A beta-D-glucan exohydrolase was purified from the cell walls of developing maize (Zea mays L.) shoots. The cell wall enzyme preferentially hydrolyzes the non-reducing terminal glucosyl residue from (1-->3)-beta-D-glucans, but also hydrolyzes (1-->2)-, (1-->6)-, and (1-->4)-beta-D-glucosyl units in decreasing order of activity. Polyclonal antisera raised against the purified exo-beta-D-glucanase (ExGase) were used to select partial-length cDNA clones, and the complete sequence of 622 amino acid residues was deduced from the nucleotide sequences of the cDNA and a full-length genomic clone.

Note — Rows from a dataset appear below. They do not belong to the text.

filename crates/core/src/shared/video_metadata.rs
/// Stream properties reported by a frame source or fixed for an output sink.
#[derive(Clone, Debug, PartialEq)]
pub struct VideoMetadata {
    pub width: u32,
    pub height: u32,
    pub fps: f64,
    pub codec: String,
}

impl VideoMetadata {
    pub fn new(width: u32, height: u32, fps: f64) -> Self {
        Self {
            width,
            height,
            fps,
            codec: String::new(),
        }
    }
}

#[cfg(test)]
mod tests {
    use super::*;

    #[test]
    fn test_construction() {
        let meta = VideoMetadata {
            width: 1280,
            height: 720,
            fps: 30.0,
            codec: "mjpeg".to_string(),
        };
        assert_eq!(meta.width, 1280);
        assert_eq!(meta.height, 720);
        assert_eq!(meta.fps, 30.0);
        assert_eq!(meta.codec, "mjpeg");
    }

    #[test]
    fn test_new_leaves_codec_empty() {
        let meta = VideoMetadata::new(640, 480, 15.0);
        assert!(meta.codec.is_empty());
        assert_eq!(meta.clone(), meta);
    }
}
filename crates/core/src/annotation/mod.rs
pub mod domain;
pub mod infrastructure;
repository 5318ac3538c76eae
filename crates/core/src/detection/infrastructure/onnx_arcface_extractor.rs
/// ArcFace face embedding extractor using ONNX Runtime.
///
/// Crops each located face from the working frame, resizes it to 112×112
/// and returns the L2-normalized 512-d embedding widened to `f64`.
use std::path::Path;

use crate::detection::domain::embedding_extractor::EmbeddingExtractor;
use crate::recognition::domain::embedding::Embedding;
use crate::shared::bounding_box::{BoundingBox, WorkingSpace};
use crate::shared::frame::Frame;

use super::execution_provider::session_builder;
use super::math::l2_normalize;

/// Euclidean distance between unit vectors matching cosine similarity 0.4.
pub const DEFAULT_TOLERANCE: f64 = 1.1;

pub const EMBEDDING_DIMENSION: usize = 512;

const INPUT_SIZE: usize = 112;
const NORM_MEAN: f32 = 127.5;
const NORM_STD: f32 = 127.5;

pub struct OnnxArcfaceExtractor {
    session: ort::session::Session,
}

impl OnnxArcfaceExtractor {
    pub fn new(model_path: &Path) -> Result<Self, Box<dyn std::error::Error>> {
        let session = session_builder()?.commit_from_file(model_path)?;
        log::debug!("Loaded ArcFace model from {}", model_path.display());
        Ok(Self { session })
    }

    fn embed(
        &mut self,
        frame: &Frame,
        face: &BoundingBox<WorkingSpace>,
    ) -> Result<Embedding, Box<dyn std::error::Error>> {
        let tensor = preprocess(frame, face);
        let input_value = ort::value::Tensor::from_array(tensor)?;
        let outputs = self.session.run(ort::inputs![input_value])?;
        let embedding_array = outputs[0].try_extract_array::<f32>()?;
        let embedding_slice = embedding_array
            .as_slice()
            .ok_or("Cannot get embedding slice")?;
        if embedding_slice.len() != EMBEDDING_DIMENSION {
            return Err(format!(
                "ArcFace model produced {} values, expected {EMBEDDING_DIMENSION}",
                embedding_slice.len()
            )
            .into());
        }

        let mut embedding = embedding_slice.to_vec();
        l2_normalize(&mut embedding);
        Ok(Embedding::new(embedding.into_iter().map(f64::from).collect()))
    }
}

impl EmbeddingExtractor for OnnxArcfaceExtractor {
    fn extract(
        &mut self,
        frame: &Frame,
        boxes: &[BoundingBox<WorkingSpace>],
    ) -> Result<Vec<Embedding>, Box<dyn std::error::Error>> {
        if boxes.is_empty() {
            return Ok(Vec::new());
        }
        boxes.iter().map(|b| self.embed(frame, b)).collect()
    }

    fn dimension(&self) -> usize {
        EMBEDDING_DIMENSION
    }

    fn default_tolerance(&self) -> f64 {
        DEFAULT_TOLERANCE
    }
}

/// Crops `face` out of `frame`, resizes to 112x112, normalizes, NCHW layout.
///
/// A box falling entirely outside the frame yields a tensor built from the
/// whole frame so every located face still gets exactly one embedding.
fn preprocess(frame: &Frame, face: &BoundingBox<WorkingSpace>) -> ndarray::Array4<f32> {
    let (x0, y0, crop_w, crop_h) = match face.clamp(frame.width(), frame.height()) {
        Some(b) => (
            b.left as usize,
            b.top as usize,
            b.width() as usize,
            b.height() as usize,
        ),
        None => (0, 0, frame.width() as usize, frame.height() as usize),
    };
    let src = frame.as_ndarray();

    let mut tensor = ndarray::Array4::<f32>::zeros((1, 3, INPUT_SIZE, INPUT_SIZE));

    for y in 0..INPUT_SIZE {
        let src_y = y0 + sample(y, crop_h);
        for x in 0..INPUT_SIZE {
            let src_x = x0 + sample(x, crop_w);
            for c in 0..3 {
                tensor[[0, c, y, x]] = (src[[src_y, src_x, c]] as f32 - NORM_MEAN) / NORM_STD;
            }
        }
    }

    tensor
}

/// Nearest source index for output pixel `i` when stretching `len` to 112.
fn sample(i: usize, len: usize) -> usize {
    (((i as f64 + 0.5) * len as f64 / INPUT_SIZE as f64) as usize).min(len - 1)
}

#[cfg(test)]
mod tests {
    use super::*;

    fn frame(w: u32, h: u32, value: u8) -> Frame {
        Frame::rgb(vec![value; (w * h * 3) as usize], w, h, 0)
    }

    fn face(top: i32, right: i32, bottom: i32, left: i32) -> BoundingBox<WorkingSpace> {
        BoundingBox::new(top, right, bottom, left)
    }

    #[test]
    fn test_default_tolerance_matches_cosine_threshold() {
        // |a - b|^2 = 2 - 2cos for unit vectors
        let cos = 1.0 - DEFAULT_TOLERANCE * DEFAULT_TOLERANCE / 2.0;
        assert!((cos - 0.395).abs() < 0.01);
    }

    #[test]
    fn test_preprocess_shape() {
        let tensor = preprocess(&frame(50, 50, 128), &face(0, 50, 50, 0));
        assert_eq!(tensor.shape(), &[1, 3, 112, 112]);
    }

    #[test]
    fn test_preprocess_normalization() {
        let tensor = preprocess(&frame(10, 10, 127), &face(0, 10, 10, 0));
        let expected = (127.0 - 127.5) / 127.5;
        assert!((tensor[[0, 0, 0, 0]] - expected).abs() < 0.01);
    }

    #[test]
    fn test_preprocess_normalization_bounds() {
        let max = preprocess(&frame(10, 10, 255), &face(0, 10, 10, 0));
        assert!((max[[0, 0, 0, 0]] - 1.0).abs() < 0.01);
        let min = preprocess(&frame(10, 10, 0), &face(0, 10, 10, 0));
        assert!((min[[0, 0, 0, 0]] + 1.0).abs() < 0.01);
    }

    #[test]
    fn test_preprocess_reads_only_the_crop() {
        // left half black, right half white; crop the right half
        let (w, h) = (20u32, 10u32);
        let mut data = vec![0u8; (w * h * 3) as usize];
        for y in 0..h {
            for x in 10..w {
                let i = ((y * w + x) * 3) as usize;
                data[i..i + 3].copy_from_slice(&[255, 255, 255]);
            }
        }
        let tensor = preprocess(&Frame::rgb(data, w, h, 0), &face(0, 20, 10, 10));
        assert!(tensor.iter().all(|v| (*v - 1.0).abs() < 1e-6));
    }

    #[test]
    fn test_preprocess_clips_overhanging_box() {
        let tensor = preprocess(&frame(30, 30, 255), &face(-10, 40, 40, -10));
        assert_eq!(tensor.shape(), &[1, 3, 112, 112]);
        assert!((tensor[[0, 2, 111, 111]] - 1.0).abs() < 0.01);
    }

    #[test]
    fn test_preprocess_box_outside_frame_uses_whole_frame() {
        let tensor = preprocess(&frame(30, 30, 0), &face(100, 140, 140, 100));
        assert!((tensor[[0, 0, 0, 0]] + 1.0).abs() < 0.01);
    }
}
use std::path::PathBuf;

use thiserror::Error;

/// Why a gallery could not be loaded or saved.
#[derive(Error, Debug)]
pub enum GalleryError {
    #[error("failed to read gallery {path}: {source}")]
    Read {
        path: PathBuf,
        #[source]
        source: std::io::Error,
    },
    #[error("failed to write gallery {path}: {source}")]
    Write {
        path: PathBuf,
        #[source]
        source: std::io::Error,
    },
    #[error("malformed gallery {path}: {source}")]
    Parse {
        path: PathBuf,
        #[source]
        source: serde_json::Error,
    },
    #[error("gallery has {encodings} encodings but {names} names")]
    LengthMismatch { encodings: usize, names: usize },
    #[error("gallery encoding {index} has {actual} dimensions, expected {expected}")]
    Dimension {
        index: usize,
        expected: usize,
        actual: usize,
    },
    #[error("gallery encoding {index} contains a non-finite value")]
    NonFinite { index: usize },
}
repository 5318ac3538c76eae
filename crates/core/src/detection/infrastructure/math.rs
//! Shared math for the ONNX detection backends.
//!
//! Candidate boxes, greedy non-maximum suppression and vector
//! normalization used by both locators and the embedding extractor.

use crate::shared::bounding_box::{BoundingBox, WorkingSpace};

/// A scored candidate box in frame pixel coordinates, `x2`/`y2` exclusive.
#[derive(Clone, Debug, PartialEq)]
pub struct RawDetection {
    pub x1: f64,
    pub y1: f64,
    pub x2: f64,
    pub y2: f64,
    pub score: f64,
}

impl RawDetection {
    /// Converts to a `(top, right, bottom, left)` box clipped to the frame.
    pub fn to_box(&self, frame_w: u32, frame_h: u32) -> Option<BoundingBox<WorkingSpace>> {
        BoundingBox::new(
            self.y1.round() as i32,
            self.x2.round() as i32,
            self.y2.round() as i32,
            self.x1.round() as i32,
        )
        .clamp(frame_w, frame_h)
    }

    fn corners(&self) -> [f64; 4] {
        [self.x1, self.y1, self.x2, self.y2]
    }
}

/// IoU between two bounding boxes represented as `[x1, y1, x2, y2]`.
pub fn bbox_iou(a: &[f64; 4], b: &[f64; 4]) -> f64 {
    let x1 = a[0].max(b[0]);
    let y1 = a[1].max(b[1]);
    let x2 = a[2].min(b[2]);
    let y2 = a[3].min(b[3]);

    let inter = (x2 - x1).max(0.0) * (y2 - y1).max(0.0);
    if inter == 0.0 {
        return 0.0;
    }

    let area_a = (a[2] - a[0]) * (a[3] - a[1]);
    let area_b = (b[2] - b[0]) * (b[3] - b[1]);
    inter / (area_a + area_b - inter)
}

/// Greedy NMS: sort by score descending, suppress boxes overlapping a kept one.
pub fn nms(dets: &mut [RawDetection], iou_thresh: f64) -> Vec<RawDetection> {
    dets.sort_by(|a, b| {
        b.score
            .partial_cmp(&a.score)
            .unwrap_or(std::cmp::Ordering::Equal)
    });

    let mut keep = Vec::new();
    let mut suppressed = vec![false; dets.len()];

    for i in 0..dets.len() {
        if suppressed[i] {
            continue;
        }
        keep.push(dets[i].clone());
        for j in (i + 1)..dets.len() {
            if !suppressed[j] && bbox_iou(&dets[i].corners(), &dets[j].corners()) > iou_thresh {
                suppressed[j] = true;
            }
        }
    }
    keep
}

pub fn l2_normalize(v: &mut [f32]) {
    let norm: f32 = v.iter().map(|x| x * x).sum::<f32>().sqrt();
    if norm > 0.0 {
        for x in v.iter_mut() {
            *x /= norm;
        }
    }
}

pub fn sigmoid(x: f32) -> f32 {
    1.0 / (1.0 + (-x).exp())
}

#[cfg(test)]
mod tests {
    use super::*;

    fn det(x1: f64, y1: f64, x2: f64, y2: f64, score: f64) -> RawDetection {
        RawDetection {
            x1,
            y1,
            x2,
            y2,
            score,
        }
    }

    #[test]
    fn test_bbox_iou_no_overlap() {
        let a = [0.0, 0.0, 10.0, 10.0];
        let b = [20.0, 20.0, 30.0, 30.0];
        assert_eq!(bbox_iou(&a, &b), 0.0);
    }

    #[test]
    fn test_bbox_iou_perfect_overlap() {
        let a = [0.0, 0.0, 10.0, 10.0];
        assert!((bbox_iou(&a, &a) - 1.0).abs() < 1e-9);
    }

    #[test]
    fn test_bbox_iou_partial_overlap() {
        let a = [0.0, 0.0, 10.0, 10.0];
        let b = [5.0, 5.0, 15.0, 15.0];
        let expected = 25.0 / 175.0;
        assert!((bbox_iou(&a, &b) - expected).abs() < 1e-9);
    }

    #[test]
    fn test_nms_suppresses_overlap_keeping_best() {
        let mut dets = vec![
            det(5.0, 5.0, 105.0, 105.0, 0.7),
            det(0.0, 0.0, 100.0, 100.0, 0.9),
        ];
        let kept = nms(&mut dets, 0.3);
        assert_eq!(kept.len(), 1);
        assert_eq!(kept[0].score, 0.9);
    }

    #[test]
    fn test_nms_keeps_separate_boxes_sorted_by_score() {
        let mut dets = vec![
            det(200.0, 200.0, 250.0, 250.0, 0.8),
            det(0.0, 0.0, 50.0, 50.0, 0.9),
        ];
        let kept = nms(&mut dets, 0.3);
        assert_eq!(kept.len(), 2);
        assert_eq!(kept[0].score, 0.9);
    }

    #[test]
    fn test_to_box_maps_corners_to_trbl() {
        let b = det(10.0, 20.0, 50.0, 80.0, 1.0).to_box(100, 100).unwrap();
        assert_eq!((b.top, b.right, b.bottom, b.left), (20, 50, 80, 10));
    }

    #[test]
    fn test_to_box_clips_and_drops_outside() {
        let b = det(-10.0, -5.0, 50.0, 80.0, 1.0).to_box(40, 60).unwrap();
        assert_eq!((b.top, b.right, b.bottom, b.left), (0, 40, 60, 0));
        assert!(det(120.0, 0.0, 150.0, 10.0, 1.0).to_box(100, 100).is_none());
    }

    #[test]
    fn test_l2_normalize_unit_vector() {
        let mut v = vec![3.0, 4.0];
        l2_normalize(&mut v);
        assert!((v[0] - 0.6).abs() < 1e-6);
        assert!((v[1] - 0.8).abs() < 1e-6);
    }

    #[test]
    fn test_l2_normalize_zero_vector() {
        let mut v = vec![0.0, 0.0, 0.0];
        l2_normalize(&mut v);
        assert_eq!(v, vec![0.0, 0.0, 0.0]);
    }

    #[test]
    fn test_sigmoid() {
        assert!((sigmoid(0.0) - 0.5).abs() < 1e-6);
        assert!((sigmoid(10.0) - 1.0).abs() < 0.001);
        assert!(sigmoid(-10.0) < 0.001);
    }
}
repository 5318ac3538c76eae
pub mod embedding;
pub mod frame_geometry;
pub mod gallery_error;
pub mod gallery_index;
pub mod gallery_store;
pub mod identification_engine;
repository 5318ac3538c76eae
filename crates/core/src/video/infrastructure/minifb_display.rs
use minifb::{Key, KeyRepeat, Window, WindowOptions};

use crate::shared::frame::{ColorOrder, Frame};
use crate::video::domain::frame_display::{FrameDisplay, KeyPress};

/// Upper bound on how often the window repaints, which is also the wait
/// applied to each key poll.
const TARGET_FPS: usize = 60;

/// Native window backed by `minifb`.
///
/// The window is created by the first `show`, sized to that frame.
pub struct MinifbDisplay {
    title: String,
    window: Option<Window>,
    buffer: Vec<u32>,
    closed: bool,
}

impl MinifbDisplay {
    pub fn new(title: impl Into<String>) -> Self {
        Self {
            title: title.into(),
            window: None,
            buffer: Vec::new(),
            closed: false,
        }
    }

    fn window_for(&mut self, frame: &Frame) -> Result<&mut Window, Box<dyn std::error::Error>> {
        if self.window.is_none() {
            let mut window = Window::new(
                &self.title,
                frame.width() as usize,
                frame.height() as usize,
                WindowOptions {
                    resize: true,
                    ..WindowOptions::default()
                },
            )?;
            window.set_target_fps(TARGET_FPS);
            log::debug!(
                "Opened display window {}x{}",
                frame.width(),
                frame.height()
            );
            self.window = Some(window);
        }
        self.window
            .as_mut()
            .ok_or_else(|| "display window unavailable".into())
    }
}

impl FrameDisplay for MinifbDisplay {
    fn show(&mut self, frame: &Frame) -> Result<(), Box<dyn std::error::Error>> {
        if self.closed {
            return Err("display already closed".into());
        }
        let mut buffer = std::mem::take(&mut self.buffer);
        to_argb(frame, &mut buffer);
        let window = self.window_for(frame)?;
        let result =
            window.update_with_buffer(&buffer, frame.width() as usize, frame.height() as usize);
        self.buffer = buffer;
        result.map_err(|e| e.into())
    }

    fn poll_key(&mut self) -> Option<KeyPress> {
        let window = self.window.as_ref()?;
        let keys = window.get_keys_pressed(KeyRepeat::No);
        if keys.contains(&Key::Escape) {
            Some(KeyPress::Escape)
        } else if keys.is_empty() {
            None
        } else {
            Some(KeyPress::Other)
        }
    }

    fn is_open(&self) -> bool {
        !self.closed && self.window.as_ref().map_or(true, Window::is_open)
    }

    fn close(&mut self) {
        if self.window.take().is_some() {
            log::debug!("Display window closed");
        }
        self.closed = true;
    }
}

/// Packs a 3-channel frame into minifb's `0RGB` pixels, honoring byte order.
fn to_argb(frame: &Frame, out: &mut Vec<u32>) {
    out.clear();
    out.reserve(frame.width() as usize * frame.height() as usize);
    let (r, b) = match frame.order() {
        ColorOrder::Rgb => (0, 2),
        ColorOrder::Bgr => (2, 0),
    };
    out.extend(frame.data().chunks_exact(3).map(|px| {
        ((px[r] as u32) << 16) | ((px[1] as u32) << 8) | px[b] as u32
    }));
}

Northern gel-blot analysis revealed what appeared to be a single transcript, but three distinct polypeptides were detected in immunogel-blot analyses of the ExGases extracted from growing coleoptiles. Two polypeptides appear in the cell wall, where one polypeptide is constitutive, and the second appears at the time of the maximum rate of elongation and reaches peak activity after elongation has ceased. The appearance of the second polypeptide coincides with the disappearance of the mixed-linkage (1-->3), (1-->4)-beta-D-glucan, whose accumulation is associated with cell elongation in grasses. The third polypeptide of the ExGase is an extrinsic protein associated with the exterior surface of the plasma membrane. Although the activity of the membrane-associated ExGase is highest against (1-->3)-beta-D-glucans, the activity against (1-->4)-beta-D-glucan linkages is severely attenuated and, therefore, the enzyme is unlikely to be involved with turnover of the (1-->3), (1-->4)-beta-D-glucan. We propose three potential functions for this novel ExGase at the membrane-wall interface.